Published: Jan 27, 2010 02:00 AM
Modified: Jan 27, 2010 04:10 PM
JOHNSTON COUNTY - Michael and Gord Tessier couldn't bear to see the devastation in Haiti playing across their television screens. So last week they fueled up their Cessna 337G and took off from a Canadian airport, bound for Johnston County.
Their plane was one of about a dozen to pass through the county airport en route to Haiti last week. All were part of a fleet of small planes that has shuttled supplies and help since an earthquake devastated the small island country.
"Normally you let the pros take care of this, but this is overwhelming," Gord Tessier said at the airport last week. "We were chomping at the bit, and nobody was ready for us, eh?"
Johnston County was ready. The pilots volunteered at
bahamashabitat.org, then geared up for their flight.
After the wheels hit the tarmac, the Canadian brothers were greeted with thousands of pounds of medical and survival supplies gathered by local charities like Horne Memorial United Methodist Church.
The Tessiers, who work as insurance agents, then flew a few hundred pounds of supplies, like IV fluids, antibiotics and satellite phones, to an operations base in Nassau run by Bahamas Habitat and Bahamas Methodist Habitat. Then, they were to ferry a load of supplies to one of Haiti's outlying airports, where refugees have flocked from Port-au-Prince, the nation's hard-hit capital.

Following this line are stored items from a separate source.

// src/services/aluno_store.rs
use crate::{
    error::AppResult,
    models::aluno::{Aluno, AlunoDraft},
    services::aluno_client::AlunoClient,
};
use std::sync::{
    atomic::{AtomicBool, Ordering},
    Arc,
};
use tokio::sync::watch;

/// Fotografia imutável da lista de alunos, tal como estava no servidor
/// após o último comando bem-sucedido.
pub type AlunoSnapshot = Arc<Vec<Aluno>>;

/// Contentor de estado da lista de alunos.
///
/// Os comandos (`load_all`, `create`, `update`, `delete`) falam com o backend e,
/// só em caso de sucesso, publicam uma nova fotografia. Em caso de falha o erro
/// é logado e devolvido, e a lista fica como estava.
///
/// Duas chamadas sobrepostas são ambas enviadas; cada resposta é aplicada
/// sobre a fotografia mais recente, pela ordem de chegada.
#[derive(Debug, Clone)]
pub struct AlunoStore {
    client: AlunoClient,
    snapshot: Arc<watch::Sender<AlunoSnapshot>>,
    loaded: Arc<AtomicBool>,
}

impl AlunoStore {
    pub fn new(client: AlunoClient) -> Self {
        let (tx, _rx) = watch::channel(Arc::new(Vec::new()));
        Self {
            client,
            snapshot: Arc::new(tx),
            loaded: Arc::new(AtomicBool::new(false)),
        }
    }

    /// Fotografia atual (barata de clonar)
    pub fn snapshot(&self) -> AlunoSnapshot {
        self.snapshot.borrow().clone()
    }

    /// Recebe uma nova fotografia a cada comando bem-sucedido
    pub fn subscribe(&self) -> watch::Receiver<AlunoSnapshot> {
        self.snapshot.subscribe()
    }

    /// Já houve pelo menos um `load_all` bem-sucedido?
    pub fn has_loaded(&self) -> bool {
        self.loaded.load(Ordering::Acquire)
    }

    pub fn find(&self, id: i64) -> Option<Aluno> {
        self.snapshot.borrow().iter().find(|a| a.id == id).cloned()
    }

    /// Busca a coleção inteira e substitui a lista local.
    pub async fn load_all(&self) -> AppResult<AlunoSnapshot> {
        match self.client.list().await {
            Ok(alunos) => {
                tracing::info!("📋 {} alunos carregados do backend.", alunos.len());
                let snapshot = Arc::new(alunos);
                self.snapshot.send_replace(snapshot.clone());
                self.loaded.store(true, Ordering::Release);
                Ok(snapshot)
            }
            Err(e) => {
                tracing::error!("Erro ao buscar alunos: {:?}", e);
                Err(e)
            }
        }
    }

    /// Cria no backend e acrescenta o aluno devolvido (já com id) ao fim da lista.
    pub async fn create(&self, draft: &AlunoDraft) -> AppResult<Aluno> {
        match self.client.create(draft).await {
            Ok(aluno) => {
                tracing::info!("✅ Aluno {} criado (id {}).", aluno.nome, aluno.id);
                let created = aluno.clone();
                self.publish(move |alunos| alunos.push(created));
                Ok(aluno)
            }
            Err(e) => {
                tracing::error!("Erro ao criar aluno: {:?}", e);
                Err(e)
            }
        }
    }

    /// Atualiza no backend e substitui a entrada com o mesmo id pela versão devolvida.
    pub async fn update(&self, id: i64, draft: &AlunoDraft) -> AppResult<Aluno> {
        match self.client.update(id, draft).await {
            Ok(aluno) => {
                tracing::info!("✅ Aluno {} atualizado.", id);
                let updated = aluno.clone();
                self.publish(move |alunos| {
                    // Nenhuma entrada com esse id na fotografia: acrescenta
                    match alunos.iter_mut().find(|a| a.id == id) {
                        Some(slot) => *slot = updated,
                        None => alunos.push(updated),
                    }
                });
                Ok(aluno)
            }
            Err(e) => {
                tracing::error!("Erro ao atualizar aluno {}: {:?}", id, e);
                Err(e)
            }
        }
    }

    /// Remove no backend e tira da lista local a entrada com esse id.
    pub async fn delete(&self, id: i64) -> AppResult<()> {
        match self.client.delete(id).await {
            Ok(()) => {
                tracing::info!("🗑️ Aluno {} excluído.", id);
                self.publish(move |alunos| alunos.retain(|a| a.id != id));
                Ok(())
            }
            Err(e) => {
                tracing::error!("Erro ao excluir aluno {}: {:?}", id, e);
                Err(e)
            }
        }
    }

    // Aplica a mudança sobre a fotografia mais recente e publica uma nova
    fn publish(&self, change: impl FnOnce(&mut Vec<Aluno>)) {
        self.snapshot.send_modify(|current| {
            let mut alunos = current.as_ref().clone();
            change(&mut alunos);
            *current = Arc::new(alunos);
        });
    }
}

#[cfg(test)]
mod tests {
    use super::*;
    use crate::test_support::{aluno, valid_draft, MockBackend};

    async fn loaded_store(backend: &MockBackend) -> AlunoStore {
        let store = AlunoStore::new(AlunoClient::new(backend.base_url()));
        store.load_all().await.unwrap();
        store
    }

    #[tokio::test]
    async fn load_all_replaces_local_list() {
        let backend = MockBackend::start(vec![aluno(1, "Ana"), aluno(2, "Bia")]).await;
        let store = AlunoStore::new(AlunoClient::new(backend.base_url()));
        assert!(!store.has_loaded());
        assert!(store.snapshot().is_empty());

        store.load_all().await.unwrap();
        assert!(store.has_loaded());
        let ids: Vec<i64> = store.snapshot().iter().map(|a| a.id).collect();
        assert_eq!(ids, vec![1, 2]);
    }

    #[tokio::test]
    async fn failed_load_keeps_stale_list() {
        let backend = MockBackend::start(vec![aluno(1, "Ana")]).await;
        let store = loaded_store(&backend).await;

        backend.set_failing(true);
        assert!(store.load_all().await.is_err());
        assert_eq!(store.snapshot().len(), 1);
        assert_eq!(store.snapshot()[0].nome, "Ana");
    }

    #[tokio::test]
    async fn create_appends_server_record() {
        let backend = MockBackend::start(vec![aluno(1, "Ana")]).await;
        let store = loaded_store(&backend).await;

        let created = store.create(&valid_draft()).await.unwrap();
        let snapshot = store.snapshot();
        assert_eq!(snapshot.len(), 2);
        assert_eq!(snapshot.last(), Some(&created));
        assert_ne!(created.id, 1);
    }

    #[tokio::test]
    async fn failed_create_leaves_list_unchanged() {
        let backend = MockBackend::start(vec![aluno(1, "Ana")]).await;
        let store = loaded_store(&backend).await;
        let before = store.snapshot();

        backend.set_failing(true);
        assert!(store.create(&valid_draft()).await.is_err());
        assert_eq!(store.snapshot(), before);
    }

    #[tokio::test]
    async fn update_replaces_exactly_one_entry_with_server_value() {
        let backend = MockBackend::start(vec![aluno(1, "Ana"), aluno(2, "Bia")]).await;
        let store = loaded_store(&backend).await;

        let mut draft = AlunoDraft::from_aluno(&aluno(2, "Bia"));
        draft.nome = "Beatriz".into();
        let updated = store.update(2, &draft).await.unwrap();

        let snapshot = store.snapshot();
        let matches: Vec<&Aluno> = snapshot.iter().filter(|a| a.id == 2).collect();
        assert_eq!(matches.len(), 1);
        assert_eq!(matches[0], &updated);
        assert_eq!(matches[0].nome, "Beatriz");
        // A ordem da lista é preservada
        assert_eq!(snapshot[0].id, 1);
        assert_eq!(snapshot[1].id, 2);
    }

    #[tokio::test]
    async fn failed_update_leaves_list_unchanged() {
        let backend = MockBackend::start(vec![aluno(1, "Ana")]).await;
        let store = loaded_store(&backend).await;
        let before = store.snapshot();

        // id inexistente: o mock responde 404
        assert!(store.update(42, &valid_draft()).await.is_err());
        assert_eq!(store.snapshot(), before);
    }

    #[tokio::test]
    async fn delete_removes_entry_by_id() {
        let backend = MockBackend::start(vec![aluno(1, "Ana"), aluno(2, "Bia")]).await;
        let store = loaded_store(&backend).await;

        store.delete(1).await.unwrap();
        assert!(store.snapshot().iter().all(|a| a.id != 1));
        assert_eq!(store.snapshot().len(), 1);
    }

    #[tokio::test]
    async fn failed_delete_leaves_list_unchanged() {
        let backend = MockBackend::start(vec![aluno(1, "Ana")]).await;
        let store = loaded_store(&backend).await;

        backend.set_failing(true);
        assert!(store.delete(1).await.is_err());
        assert!(store.find(1).is_some());
    }

    #[tokio::test]
    async fn subscribers_see_new_snapshot_after_each_command() {
        let backend = MockBackend::start(vec![]).await;
        let store = AlunoStore::new(AlunoClient::new(backend.base_url()));
        let mut rx = store.subscribe();

        store.create(&valid_draft()).await.unwrap();
        assert!(rx.has_changed().unwrap());
        assert_eq!(rx.borrow_and_update().len(), 1);

        // Falha: nada é publicado
        backend.set_failing(true);
        let _ = store.create(&valid_draft()).await;
        assert!(!rx.has_changed().unwrap());
    }

    #[tokio::test]
    async fn overlapping_creates_are_both_applied() {
        let backend = MockBackend::start(vec![]).await;
        let store = AlunoStore::new(AlunoClient::new(backend.base_url()));

        let draft = valid_draft();
        let (a, b) = tokio::join!(store.create(&draft), store.create(&draft));
        let (a, b) = (a.unwrap(), b.unwrap());

        assert_ne!(a.id, b.id);
        assert_eq!(store.snapshot().len(), 2);
        assert_eq!(backend.create_calls(), 2);
    }
}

"There are four or five outlying airports that we can get into with smaller aircraft," said John Armstrong, president of Bahamas Habitat, the group that has organized the airlift. "If we weren't doing what we're doing, then the only point of supply is in [Port-au-Prince] -- there's no way it's ever going to get out."
A shattered infrastructure has slowed the spread of relief to the outlying parts of Haiti, where refugees from Port-au-Prince desperately need food and medical supplies. Last week, the airlift landed 1,500 pounds of rice and beans at an orphanage that had run out of food and brought a team of 12 doctors to the island, Armstrong said.

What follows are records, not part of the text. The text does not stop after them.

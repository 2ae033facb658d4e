// src/web/aluno_handlers.rs
use crate::{
    error::{AppError, AppResult},
    models::aluno::AlunoDraft,
    services::form_session::{EditTarget, FormSession, SubmitOutcome},
    state::AppState,
    templates::AlunosPage,
};
use askama::Template; // Para render()
use axum::{
    extract::{Form, Path, Query, State},
    response::{Html, IntoResponse, Redirect},
};
use serde::Deserialize;
use tower_sessions::Session;

// Chave da sessão onde fica o estado do formulário
const FORM_SESSION_KEY: &str = "form_session";

#[derive(Deserialize, Debug)]
pub struct FeedbackParams {
    success: Option<String>,
    error: Option<String>,
}

async fn load_form(session: &Session) -> AppResult<Option<FormSession>> {
    Ok(session.get::<FormSession>(FORM_SESSION_KEY).await?)
}

async fn save_form(session: &Session, form: &FormSession) -> AppResult<()> {
    session.insert(FORM_SESSION_KEY, form).await?;
    Ok(())
}

// Padrão Post/Redirect/Get: o feedback vai na query string
fn redirect_success(message: &str) -> Redirect {
    Redirect::to(&format!("/alunos?success={}", urlencoding::encode(message)))
}

fn redirect_error(message: &str) -> Redirect {
    Redirect::to(&format!("/alunos?error={}", urlencoding::encode(message)))
}

/// Handler para GET /alunos - Mostra o formulário e a lista
pub async fn show_alunos_page(
    State(state): State<AppState>,
    session: Session,
    Query(params): Query<FeedbackParams>,
) -> AppResult<impl IntoResponse> {
    let mut error_message = params.error;

    // Primeira visita desta sessão: formulário vazio e busca a lista.
    // Também volta a buscar enquanto nenhum carregamento tiver dado certo.
    let (form, needs_load) = match load_form(&session).await? {
        Some(form) => (form, !state.store.has_loaded()),
        None => {
            let form = FormSession::new();
            save_form(&session, &form).await?;
            (form, true)
        }
    };

    if needs_load {
        tracing::debug!("GET /alunos: buscando alunos em {}", state.config.api_base_url);
        if state.store.load_all().await.is_err() {
            // Já logado pelo store; a lista antiga (se houver) continua visível
            error_message.get_or_insert_with(|| "Falha ao carregar lista de alunos.".to_string());
        }
    }

    let alunos = state.store.snapshot();
    let mut template = AlunosPage::new(&form, &alunos);
    template.success_message = params.success;
    template.error_message = error_message;

    match template.render() {
        Ok(html) => Ok(Html(html).into_response()),
        Err(e) => {
            tracing::error!("Falha ao renderizar template AlunosPage: {}", e);
            Err(AppError::TemplateError(e))
        }
    }
}

/// Handler para POST /alunos - Submete o formulário (cria ou atualiza)
pub async fn handle_submit(
    State(state): State<AppState>,
    session: Session,
    Form(draft): Form<AlunoDraft>,
) -> AppResult<Redirect> {
    let mut form = load_form(&session).await?.unwrap_or_else(FormSession::new);
    let target = form.edit_target();
    tracing::info!("POST /alunos: submissão em modo {:?}", target);

    form.replace_draft(draft);
    let result = form.submit(&state.store).await;
    // Guarda sempre: campos tocados, erros, ou o reset após sucesso
    save_form(&session, &form).await?;

    match result {
        Ok(SubmitOutcome::Blocked(errors)) => {
            tracing::warn!("Submissão bloqueada: {:?}", errors.keys().collect::<Vec<_>>());
            Ok(Redirect::to("/alunos"))
        }
        Ok(SubmitOutcome::Created(aluno)) => {
            Ok(redirect_success(&format!("Aluno '{}' adicionado com sucesso.", aluno.nome)))
        }
        Ok(SubmitOutcome::Updated(aluno)) => {
            Ok(redirect_success(&format!("Aluno '{}' atualizado com sucesso.", aluno.nome)))
        }
        Err(e) => {
            // O store já logou; o rascunho continua lá para tentar de novo
            tracing::debug!("Submissão falhou no backend: {}", e);
            let message = match target {
                EditTarget::Create => "Erro ao criar aluno. Tente novamente.",
                EditTarget::Editing(_) => "Erro ao atualizar aluno. Tente novamente.",
            };
            Ok(redirect_error(message))
        }
    }
}

/// Handler para GET /alunos/{id}/editar - Carrega o aluno no formulário
pub async fn handle_edit(
    State(state): State<AppState>,
    session: Session,
    Path(id): Path<i64>,
) -> AppResult<Redirect> {
    tracing::debug!("GET /alunos/{}/editar", id);

    let Some(aluno) = state.store.find(id) else {
        tracing::warn!("Tentativa de editar aluno inexistente: {}", id);
        return Ok(redirect_error(&format!("Aluno {} não encontrado.", id)));
    };

    let mut form = load_form(&session).await?.unwrap_or_else(FormSession::new);
    form.begin_edit(&aluno);
    save_form(&session, &form).await?;
    Ok(Redirect::to("/alunos"))
}

/// Handler para POST /alunos/{id}/excluir
pub async fn handle_delete(
    State(state): State<AppState>,
    session: Session,
    Path(id): Path<i64>,
) -> AppResult<Redirect> {
    tracing::info!("POST /alunos/{}/excluir", id);

    if state.store.delete(id).await.is_err() {
        return Ok(redirect_error("Erro ao excluir aluno. Tente novamente."));
    }

    // Se estava a editar o aluno apagado, volta ao modo de criação
    if let Some(mut form) = load_form(&session).await? {
        if form.edit_target() == EditTarget::Editing(id) {
            form.reset();
            save_form(&session, &form).await?;
        }
    }
    Ok(redirect_success("Aluno excluído com sucesso."))
}

/// Handler para POST /alunos/cancelar - Sai do modo de edição
pub async fn handle_cancel(session: Session) -> AppResult<Redirect> {
    let mut form = load_form(&session).await?.unwrap_or_else(FormSession::new);
    form.reset();
    save_form(&session, &form).await?;
    Ok(Redirect::to("/alunos"))
}

/// Handler para POST /alunos/recarregar - Busca a lista de novo
pub async fn handle_reload(State(state): State<AppState>) -> AppResult<Redirect> {
    match state.store.load_all().await {
        Ok(alunos) => Ok(redirect_success(&format!("{} alunos carregados.", alunos.len()))),
        Err(_) => Ok(redirect_error("Falha ao carregar lista de alunos.")),
    }
}
// src/services/mod.rs
pub mod aluno_client;
pub mod aluno_store;
pub mod form_session;
pub mod validation;
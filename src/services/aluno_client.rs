// src/services/aluno_client.rs
use crate::{
    error::{AppError, AppResult},
    models::aluno::{Aluno, AlunoDraft, ApiEnvelope},
};
use reqwest::{Client, Response};

/// Cliente fino para o endpoint de coleção `/aluno` do backend REST.
/// Não guarda estado; quem reconcilia a lista local é o `AlunoStore`.
#[derive(Debug, Clone)]
pub struct AlunoClient {
    http: Client,
    base_url: String,
}

impl AlunoClient {
    pub fn new(base_url: impl Into<String>) -> Self {
        Self {
            http: Client::new(),
            base_url: base_url.into().trim_end_matches('/').to_string(),
        }
    }

    fn collection_url(&self) -> String {
        format!("{}/aluno", self.base_url)
    }

    fn item_url(&self, id: i64) -> String {
        format!("{}/aluno/{}", self.base_url, id)
    }

    /// GET /aluno
    pub async fn list(&self) -> AppResult<Vec<Aluno>> {
        tracing::debug!("GET {}", self.collection_url());
        let response = self.http.get(self.collection_url()).send().await?;
        let envelope: ApiEnvelope<Vec<Aluno>> = check_status(response).await?.json().await?;
        Ok(envelope.data)
    }

    /// POST /aluno (rascunho sem id)
    pub async fn create(&self, draft: &AlunoDraft) -> AppResult<Aluno> {
        tracing::debug!("POST {}", self.collection_url());
        let response = self
            .http
            .post(self.collection_url())
            .json(draft)
            .send()
            .await?;
        let envelope: ApiEnvelope<Aluno> = check_status(response).await?.json().await?;
        Ok(envelope.data)
    }

    /// PUT /aluno/{id}
    pub async fn update(&self, id: i64, draft: &AlunoDraft) -> AppResult<Aluno> {
        tracing::debug!("PUT {}", self.item_url(id));
        let response = self.http.put(self.item_url(id)).json(draft).send().await?;
        let envelope: ApiEnvelope<Aluno> = check_status(response).await?.json().await?;
        Ok(envelope.data)
    }

    /// DELETE /aluno/{id} (o corpo da resposta é ignorado)
    pub async fn delete(&self, id: i64) -> AppResult<()> {
        tracing::debug!("DELETE {}", self.item_url(id));
        let response = self.http.delete(self.item_url(id)).send().await?;
        check_status(response).await?;
        Ok(())
    }
}

// Transforma status de erro em AppError::ApiStatus, guardando o corpo para o log
async fn check_status(response: Response) -> AppResult<Response> {
    let status = response.status();
    if status.is_success() {
        return Ok(response);
    }
    let message = response.text().await.unwrap_or_default();
    Err(AppError::ApiStatus {
        status: status.as_u16(),
        message,
    })
}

Over the past few years, Bahamas Habitat has used small planes to deliver supplies to Bahamas Methodist Habitat, a charity. When the disaster struck Haiti, the group was in a good position to deliver early help, so it put out a call for pilots, aircraft and donations.
So far, more than 190 people with aircraft have offered their help, and Rotary International has helped with funding and the distribution of supplies in Haiti. More than twenty planes are involved, with more coming, Armstrong said.

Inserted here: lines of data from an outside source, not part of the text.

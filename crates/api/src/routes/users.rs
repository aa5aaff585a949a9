//! Customer account and cart route handlers.

use axum::{Json, extract::State, http::StatusCode};
use serde::{Deserialize, Serialize};
use serde_json::{Value, json};
use tracing::instrument;

use storekeep_core::{AccountId, ProductId, Role};

use crate::error::Result;
use crate::extract::ApiJson;
use crate::middleware::Authenticated;
use crate::services::{CartView, Registration};
use crate::state::AppState;

// =============================================================================
// Request Types
// =============================================================================

/// Registration request body. `role` defaults to customer.
#[derive(Deserialize)]
pub struct RegisterRequest {
    #[serde(default)]
    pub name: String,
    #[serde(default)]
    pub email: String,
    #[serde(default)]
    pub password: String,
    #[serde(default)]
    pub role: Option<Role>,
}

/// Login request body.
#[derive(Deserialize)]
pub struct LoginRequest {
    #[serde(default)]
    pub email: String,
    #[serde(default)]
    pub password: String,
}

/// Password change request body.
#[derive(Deserialize)]
pub struct ChangePasswordRequest {
    #[serde(default)]
    pub password: String,
}

/// Cart add/remove request body. `product` is a product id.
#[derive(Debug, Deserialize)]
pub struct CartItemRequest {
    #[serde(default)]
    pub product: String,
}

// =============================================================================
// Response Types
// =============================================================================

/// Response for a successful registration.
#[derive(Debug, Serialize)]
pub struct RegisteredResponse {
    pub status: &'static str,
    pub id: AccountId,
}

/// Response carrying a bearer token.
#[derive(Serialize)]
pub struct TokenResponse {
    pub status: &'static str,
    pub token: String,
}

/// Raw cart contents after a change.
#[derive(Debug, Serialize)]
pub struct CartResponse {
    pub status: &'static str,
    pub cart: Vec<ProductId>,
}

// =============================================================================
// Accounts
// =============================================================================

/// POST /user/register
#[instrument(skip_all)]
pub async fn register(
    State(state): State<AppState>,
    ApiJson(body): ApiJson<RegisterRequest>,
) -> Result<(StatusCode, Json<RegisteredResponse>)> {
    let account = state
        .auth()
        .register(Registration {
            name: &body.name,
            email: &body.email,
            password: &body.password,
            role: body.role.unwrap_or_default(),
        })
        .await?;

    Ok((
        StatusCode::CREATED,
        Json(RegisteredResponse {
            status: "success",
            id: account.id,
        }),
    ))
}

/// POST /user/login
#[instrument(skip_all)]
pub async fn login(
    State(state): State<AppState>,
    ApiJson(body): ApiJson<LoginRequest>,
) -> Result<Json<TokenResponse>> {
    let (_, token) = state.auth().login(&body.email, &body.password).await?;

    Ok(Json(TokenResponse {
        status: "success",
        token,
    }))
}

/// PATCH /user/pass
#[instrument(skip_all, fields(account_id = %account.id))]
pub async fn change_password(
    State(state): State<AppState>,
    Authenticated(account): Authenticated,
    ApiJson(body): ApiJson<ChangePasswordRequest>,
) -> Result<Json<Value>> {
    state.auth().change_password(&account, &body.password).await?;
    Ok(Json(json!({ "status": "success" })))
}

/// DELETE /user
#[instrument(skip_all, fields(account_id = %account.id))]
pub async fn delete_account(
    State(state): State<AppState>,
    Authenticated(account): Authenticated,
) -> Result<Json<Value>> {
    state.auth().delete_account(&account).await?;
    Ok(Json(json!({ "status": "success" })))
}

// =============================================================================
// Cart
// =============================================================================

/// GET /user/cart
#[instrument(skip_all, fields(account_id = %account.id))]
pub async fn view_cart(
    State(state): State<AppState>,
    Authenticated(account): Authenticated,
) -> Result<Json<CartView>> {
    Ok(Json(state.carts().view(&account).await?))
}

/// POST /user/cart
#[instrument(skip_all, fields(account_id = %account.id))]
pub async fn add_to_cart(
    State(state): State<AppState>,
    Authenticated(account): Authenticated,
    ApiJson(body): ApiJson<CartItemRequest>,
) -> Result<Json<CartResponse>> {
    let cart = state.carts().add(&account, &body.product).await?;
    Ok(Json(CartResponse {
        status: "success",
        cart,
    }))
}

/// DELETE /user/cart
#[instrument(skip_all, fields(account_id = %account.id))]
pub async fn remove_from_cart(
    State(state): State<AppState>,
    Authenticated(account): Authenticated,
    ApiJson(body): ApiJson<CartItemRequest>,
) -> Result<Json<CartResponse>> {
    let cart = state.carts().remove(&account, &body.product).await?;
    Ok(Json(CartResponse {
        status: "success",
        cart,
    }))
}

/// POST /user/cart/prune
#[instrument(skip_all, fields(account_id = %account.id))]
pub async fn prune_cart(
    State(state): State<AppState>,
    Authenticated(account): Authenticated,
) -> Result<Json<Value>> {
    let pruned = state.carts().prune(&account).await?;
    Ok(Json(json!({
        "status": "success",
        "removed": pruned.removed,
        "cart": pruned.cart,
    })))
}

Yesterday, a larger, 10-passenger plane took medical supplies and an anesthesiology machine south from Johnston County.
"Pilots from all over the States and Canada want to give back for the privileges they have," Michael Tessier said.
And though the small aircraft don't hold a candle to the cargo capacity of their big brothers, they can hopscotch through small airports in Ohio, Florida and Georgia to pick up supplies. In Haiti, the planes can reach tiny airstrips where larger craft might have trouble.
At the Johnston County Airport, local organizer Jim Lee said pilots and volunteers have had easier access than they might have enjoyed at busier Raleigh-Durham, though the airlift did run supplies through RDU without much difficulty last week. Ray Hales gave use of part of his hangar for the mission, and the Airport Authority has sold fuel at cost for the flights, Lee said. "We've got everybody behind us," he said.